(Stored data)
----------------
//! Package configuration and file version stores

use async_trait::async_trait;
use serde::{Deserialize, Serialize};
use std::collections::HashMap;
use std::sync::{PoisonError, RwLock};
use std::time::{SystemTime, UNIX_EPOCH};

/// Per-package key/value settings behind `config.get` / `config.set`.
#[async_trait]
pub trait PackageConfigStore: Send + Sync {
    async fn get(&self, package: &str, key: &str) -> Result<Option<serde_json::Value>, String>;

    async fn set(&self, package: &str, key: &str, value: serde_json::Value) -> Result<(), String>;
}

#[derive(Debug, Clone, PartialEq, Eq, Serialize, Deserialize)]
pub struct FileVersion {
    pub id: String,
    /// Milliseconds since the Unix epoch
    pub timestamp: u64,
    pub size: usize,
    pub message: Option<String>,
}

/// Saved snapshots of files, keyed by VFS namespace and absolute path.
#[async_trait]
pub trait VersionStore: Send + Sync {
    /// Versions of a file, oldest first.
    async fn list(&self, namespace: &str, path: &str) -> Result<Vec<FileVersion>, String>;

    async fn get(&self, namespace: &str, path: &str, id: &str) -> Result<Option<String>, String>;

    /// Record `content` as a new version and return its id.
    async fn save(
        &self,
        namespace: &str,
        path: &str,
        content: &str,
        message: Option<&str>,
    ) -> Result<String, String>;

    async fn has_history(&self, namespace: &str, path: &str) -> Result<bool, String> {
        Ok(!self.list(namespace, path).await?.is_empty())
    }
}

#[derive(Debug, Default)]
pub struct MemoryPackageConfigStore {
    entries: RwLock<HashMap<(String, String), serde_json::Value>>,
}

impl MemoryPackageConfigStore {
    pub fn new() -> Self {
        Self::default()
    }
}

#[async_trait]
impl PackageConfigStore for MemoryPackageConfigStore {
    async fn get(&self, package: &str, key: &str) -> Result<Option<serde_json::Value>, String> {
        let entries = self.entries.read().unwrap_or_else(PoisonError::into_inner);
        Ok(entries
            .get(&(package.to_string(), key.to_string()))
            .cloned())
    }

    async fn set(&self, package: &str, key: &str, value: serde_json::Value) -> Result<(), String> {
        self.entries
            .write()
            .unwrap_or_else(PoisonError::into_inner)
            .insert((package.to_string(), key.to_string()), value);
        Ok(())
    }
}

#[derive(Debug, Default)]
pub struct MemoryVersionStore {
    versions: RwLock<HashMap<(String, String), Vec<(FileVersion, String)>>>,
}

impl MemoryVersionStore {
    pub fn new() -> Self {
        Self::default()
    }
}

#[async_trait]
impl VersionStore for MemoryVersionStore {
    async fn list(&self, namespace: &str, path: &str) -> Result<Vec<FileVersion>, String> {
        let versions = self.versions.read().unwrap_or_else(PoisonError::into_inner);
        Ok(versions
            .get(&(namespace.to_string(), path.to_string()))
            .map(|list| list.iter().map(|(v, _)| v.clone()).collect())
            .unwrap_or_default())
    }

    async fn get(&self, namespace: &str, path: &str, id: &str) -> Result<Option<String>, String> {
        let versions = self.versions.read().unwrap_or_else(PoisonError::into_inner);
        Ok(versions
            .get(&(namespace.to_string(), path.to_string()))
            .and_then(|list| list.iter().find(|(v, _)| v.id == id))
            .map(|(_, content)| content.clone()))
    }

    async fn save(
        &self,
        namespace: &str,
        path: &str,
        content: &str,
        message: Option<&str>,
    ) -> Result<String, String> {
        let version = FileVersion {
            id: uuid::Uuid::new_v4().to_string(),
            timestamp: now_millis(),
            size: content.len(),
            message: message.map(str::to_string),
        };
        let id = version.id.clone();
        self.versions
            .write()
            .unwrap_or_else(PoisonError::into_inner)
            .entry((namespace.to_string(), path.to_string()))
            .or_default()
            .push((version, content.to_string()));
        Ok(id)
    }
}

fn now_millis() -> u64 {
    SystemTime::now()
        .duration_since(UNIX_EPOCH)
        .map(|d| u64::try_from(d.as_millis()).unwrap_or(u64::MAX))
        .unwrap_or(0)
}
----------------
Please retype, with no changes, the lines that run from the first line of the entries to the line with "Per-package key/value settings", both ends included.

//! Package configuration and file version stores

use async_trait::async_trait;
use serde::{Deserialize, Serialize};
use std::collections::HashMap;
use std::sync::{PoisonError, RwLock};
use std::time::{SystemTime, UNIX_EPOCH};

/// Per-package key/value settings behind `config.get` / `config.set`.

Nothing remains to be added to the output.